It’s International Women’s Day today and nearly a year since the world change in a way we all could never have expected. I have written before about how the government have failed women during this pandemic. Today, when there is a light at the end of the lockdown tunnel and children across England are returning to school; I am thinking about what women need in order to flourish as we start to hopefully say goodbye to a year of endless lockdowns and restrictions.
Firstly let’s look at what women have faced during this pandemic:
- Parents have been twice as likely to be furloughed
- Women have carried out two-thirds of the childcare while schools have been closed
- This increases to 78% for women with children aged 0-5 years old
- One-third of mothers have lost hours or work due to lack of childcare
- This rose to 44% for BAME mothers
- Many women have been forced to give birth alone with fathers excluded from childbirth
- Postnatal depression has tripled
- There has been 7% increase in reported domestic abuse
- The progress of the gender pay gap has slowed and is not expected to be closed now until 2052
The figures are pretty staggering and we need to do more. It has highlighted that gender inequality is still strong. But also gender bias, with women expected to pick up most of the childcare is still deeply routed in society. What do we need to do to tackle this?
This is my wish list of government initiatives and policy that I would like to see happen:
- Flexible working to be the default, not the exception
- Greater protection against job loss and redundancy because of parental responsibilities
- The right to work from home if you can do so
- Shared parental leave to be encouraged and promoted within business, to remove the stigma of men taking time off for their families
- Increase paternity leave
- More work in government, schools, hospitals and society on gender bias
- Free period products available in the same way contraception is in order to eradicate period poverty
- All companies to publish salaries by gender to bring accountability for the gender pay gap to tackle disparity
- Greater mental health funding around the impact of motherhood, childbirth trauma and postnatal depression
- A public review into domestic abuse, rape laws and defence and prosecution practises
- Greater support for BAME women, including positive discrimination to encourage social mobility
- These policies to apply to all women regardless of biological sex at birth
- Pockets in all women’s clothing!
This is my absolute golden wishlist and I am sure there is something that I have missed here too. To me, 2020 was a clear step backwards in terms of women’s equality and it’s just not good enough. Many women are exhausted, frustrated and have used up all of the energy surviving the juggle of childcare the pandemic brought with it. Let’s rise from this pandemic and make sure we learn the lessons from it and rebalance the world for the better.

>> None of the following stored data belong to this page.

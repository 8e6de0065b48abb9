//! Epoch queries against the chain LCD endpoint

use gloo_net::http::Request;
use shared::dto::epoch::{Epoch, EpochError, EpochsResponse};
use thiserror::Error;

#[derive(Debug, Error)]
pub enum FetchError {
    #[error("request failed: {0}")]
    Network(String),

    #[error("LCD responded with HTTP {0}")]
    Status(u16),

    #[error("invalid response body: {0}")]
    Decode(String),

    #[error(transparent)]
    Epoch(#[from] EpochError),
}

pub async fn fetch_epochs(url: &str) -> Result<EpochsResponse, FetchError> {
    let response = Request::get(url)
        .send()
        .await
        .map_err(|e| FetchError::Network(e.to_string()))?;

    if !response.ok() {
        return Err(FetchError::Status(response.status()));
    }

    response
        .json::<EpochsResponse>()
        .await
        .map_err(|e| FetchError::Decode(e.to_string()))
}

/// Fetch all epochs and pick the one named `identifier`.
pub async fn fetch_epoch(url: &str, identifier: &str) -> Result<Epoch, FetchError> {
    let epochs = fetch_epochs(url).await?;
    Ok(epochs.find(identifier)?)
}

I agree with pretty much all of these. I’m lucky in that I work for a company who can tick off the majority of these ( they don’t publish their gender salaries – I would hope how good they are at the rest with supporting employees, having an all women HR department over the 8 years I’ve worked there, and at supporting diversity in general, that there isn’t a gap based on gender. Given there’s more women than men in the company too, they’d be going against their policies).
They’ve supported everyone’s mental health through Covid times (we had colleagues who’re trained mental health first aiders even before Covid hit), and have supported those (and continued to pay them) who’ve been unable to work with children at home. Yes it’s increased work for those still able to work, but work has also been dropped, delayed or adjusted to allow for fewer people able to work.
They allowed flexible working for all even before they legally had to allow people to request it, shared parental leave is more common (one woman, and her husband working elsewhere, did a 3 months working, 3 months off for the year arrangement). There are downsides for the business that not all would be able to cope with though – having so many people working flexibly, as well as having flexi leave, does make it harder to fit in work to deadlines due to having to work around everyone’s different working patterns, so it requires a lot of flexibility in work and people. .
I’m very grateful for my current company, as I know previous companies (admittedly who would have fallen under key workers being in food), who wouldn’t have been as supportive, however good a company they were.